As Donna Harris looks across the technology landscape, she sees not just new avenues for consumer gratification. She also sees an emerging world where government and entrepreneurs can come together to make life better for everyone.

“If you look at what is going on with the Internet and social media, cloud, big data, we live in a world where there are incredible possibilities through technology,” she said. “Yet entrepreneurship has been primarily focused on our lives as consumers — Facebook, Angry Birds.”

But health care, education and energy are still “broken,” said Harris. “We haven’t seen that level of innovation coming to these really important markets. … I would like to see entrepreneurs create enterprises that solve meaningful problems.”

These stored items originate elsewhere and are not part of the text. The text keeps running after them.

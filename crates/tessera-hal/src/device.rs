//! The device trait.

use crate::command::DescriptorResources;
use crate::transfer::QueueTopology;
use crate::Api;
use std::fmt;
use tessera_core::{
    AccelerationStructureKind, AccelerationStructureSizes, BufferKind, ColorAttachmentDesc,
    CompareOp, DepthStencilAttachmentDesc, DescriptorBinding, DeviceCapabilities, GeometryDesc,
    Result, SampledAssetImageFormat, SamplerFilter, TargetImageKind,
};

/// Factory for every backend object.
///
/// Objects are created and destroyed explicitly. Destroying an object that a
/// submitted command buffer still references is a caller contract violation.
pub trait Device<A: Api>: fmt::Debug {
    fn capabilities(&self) -> &DeviceCapabilities;

    /// How the upload and graphics queues map onto queue families.
    fn topology(&self) -> QueueTopology;

    fn create_graphics_queue(&self) -> Result<A::GraphicsQueue>;
    fn destroy_graphics_queue(&self, queue: A::GraphicsQueue);
    fn create_upload_queue(&self) -> Result<A::UploadQueue>;
    fn destroy_upload_queue(&self, queue: A::UploadQueue);

    fn create_graphics_command_buffer(&self) -> Result<A::GraphicsCommandBuffer>;
    fn reset_graphics_command_buffer(&self, command_buffer: &mut A::GraphicsCommandBuffer)
        -> Result<()>;
    fn destroy_graphics_command_buffer(&self, command_buffer: A::GraphicsCommandBuffer);
    fn create_upload_command_buffer(&self) -> Result<A::UploadCommandBuffer>;
    fn reset_upload_command_buffer(&self, command_buffer: &mut A::UploadCommandBuffer)
        -> Result<()>;
    fn destroy_upload_command_buffer(&self, command_buffer: A::UploadCommandBuffer);

    fn create_fence(&self, signaled: bool) -> Result<A::Fence>;
    /// Block until `fence` is signaled. The only host-blocking operation.
    fn wait_for_fence(&self, fence: &A::Fence) -> Result<()>;
    fn reset_fence(&self, fence: &A::Fence) -> Result<()>;
    fn destroy_fence(&self, fence: A::Fence);

    fn create_descriptor_set_layout(
        &self,
        bindings: &[DescriptorBinding],
    ) -> Result<A::DescriptorSetLayout>;
    fn destroy_descriptor_set_layout(&self, layout: A::DescriptorSetLayout);
    fn create_pipeline_layout(
        &self,
        set_layouts: &[&A::DescriptorSetLayout],
    ) -> Result<A::PipelineLayout>;
    fn destroy_pipeline_layout(&self, layout: A::PipelineLayout);
    fn create_descriptor_set(&self, layout: &A::DescriptorSetLayout) -> Result<A::DescriptorSet>;
    /// Write descriptors starting at `first_element` of `binding`.
    ///
    /// The set must not be referenced by in-flight work.
    fn write_descriptor_set(
        &self,
        set: &mut A::DescriptorSet,
        binding: u32,
        first_element: u32,
        resources: DescriptorResources<'_, A>,
    );
    fn destroy_descriptor_set(&self, set: A::DescriptorSet);

    /// Create a compute pipeline from backend-native bytecode.
    fn create_compute_pipeline(
        &self,
        layout: &A::PipelineLayout,
        code: &[u8],
    ) -> Result<A::ComputePipeline>;
    fn destroy_compute_pipeline(&self, pipeline: A::ComputePipeline);

    /// Create a single-subpass render pass over the given attachments.
    fn create_render_pass(
        &self,
        color_attachments: &[ColorAttachmentDesc],
        depth_stencil_attachment: Option<DepthStencilAttachmentDesc>,
    ) -> Result<A::RenderPass>;
    fn destroy_render_pass(&self, render_pass: A::RenderPass);

    /// Create a graphics pipeline from backend-native vertex and fragment
    /// bytecode. Vertices carry no input attributes; viewport and scissor are
    /// dynamic. `depth_test` enables depth testing and writes with the given
    /// comparison.
    fn create_graphics_pipeline(
        &self,
        render_pass: &A::RenderPass,
        layout: &A::PipelineLayout,
        vertex_code: &[u8],
        fragment_code: &[u8],
        depth_test: Option<CompareOp>,
    ) -> Result<A::GraphicsPipeline>;
    fn destroy_graphics_pipeline(&self, pipeline: A::GraphicsPipeline);

    /// Bind attachment images to a render pass layout. Images must match the
    /// attachment formats and cover `width` x `height`.
    fn create_frame_buffer(
        &self,
        render_pass: &A::RenderPass,
        width: u32,
        height: u32,
        color_attachments: &[&A::TargetImage],
        depth_stencil_attachment: Option<&A::TargetImage>,
    ) -> Result<A::FrameBuffer>;
    fn destroy_frame_buffer(&self, frame_buffer: A::FrameBuffer);

    fn create_buffer(&self, kind: BufferKind, size: u64) -> Result<A::Buffer>;
    fn destroy_buffer(&self, buffer: A::Buffer);

    fn create_sampled_asset_image(
        &self,
        format: SampledAssetImageFormat,
        width: u32,
        height: u32,
        mip_levels: u32,
    ) -> Result<A::Image>;
    fn destroy_image(&self, image: A::Image);

    /// Create a color attachment, depth-stencil attachment or storage image.
    /// `allow_sampled` adds the sampled role.
    fn create_target_image(
        &self,
        kind: TargetImageKind,
        width: u32,
        height: u32,
        allow_sampled: bool,
    ) -> Result<A::TargetImage>;
    fn destroy_target_image(&self, image: A::TargetImage);

    fn create_sampler(&self, filter: SamplerFilter) -> Result<A::Sampler>;
    fn destroy_sampler(&self, sampler: A::Sampler);

    /// Sizes of an intermediate BLAS over `geometries`.
    fn intermediate_blas_sizes(&self, geometries: &[GeometryDesc]) -> AccelerationStructureSizes;

    /// Sizes of a non-compacted BLAS over `geometries`. The update scratch
    /// size is always `None`; the compacted size is only known after building.
    fn non_compacted_blas_sizes(&self, geometries: &[GeometryDesc])
        -> AccelerationStructureSizes;

    /// Sizes of a TLAS holding `instance_count` instances.
    fn tlas_sizes(&self, instance_count: u32) -> AccelerationStructureSizes;

    fn create_acceleration_structure(
        &self,
        kind: AccelerationStructureKind,
        size: u64,
    ) -> Result<A::AccelerationStructure>;
    fn destroy_acceleration_structure(&self, structure: A::AccelerationStructure);

    fn create_compacted_size_query_pool(&self, query_count: u32) -> Result<A::QueryPool>;
    /// Compacted size measured for slot `index`.
    ///
    /// Valid only after a fence covering the build that wrote the slot has
    /// been waited on.
    fn compacted_size(&self, pool: &A::QueryPool, index: u32) -> Result<u64>;
    fn destroy_query_pool(&self, pool: A::QueryPool);
}

/// Create an instance upload buffer sized for `instance_count` records.
pub fn create_instance_buffer<A: Api>(device: &A::Device, instance_count: u32) -> Result<A::Buffer> {
    device.create_buffer(
        BufferKind::TlasInstanceUpload,
        u64::from(instance_count.max(1)) * tessera_core::constants::INSTANCE_RECORD_SIZE,
    )
}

1776 is meant to be one such solution. As an incubation platform working with startups worldwide, the organization focuses its support on government-regulated arenas like education and health. It provides funding, classes, mentors and customer connections.

New companies with aspirations to work in these areas face special challenges. In the consumer market, things are clear cut: Companies develop a product, market it to their audience and then people use it or not. But that’s not how it works in the public sector, where laws and regulations reign supreme. “There is a lot more complexity anytime you want to put a product into a market where the government plays a role,” Harris said.

On the upside, the same complex rules that keep a company out also can help it to get in. “Laws are changeable; regulations are changeable,” Harris said. “You can talk to legislators, you can get laws changed as a strategy to help drive growth. It’s not as complicated as you might think, especially when you are talking about state laws and local legislation.”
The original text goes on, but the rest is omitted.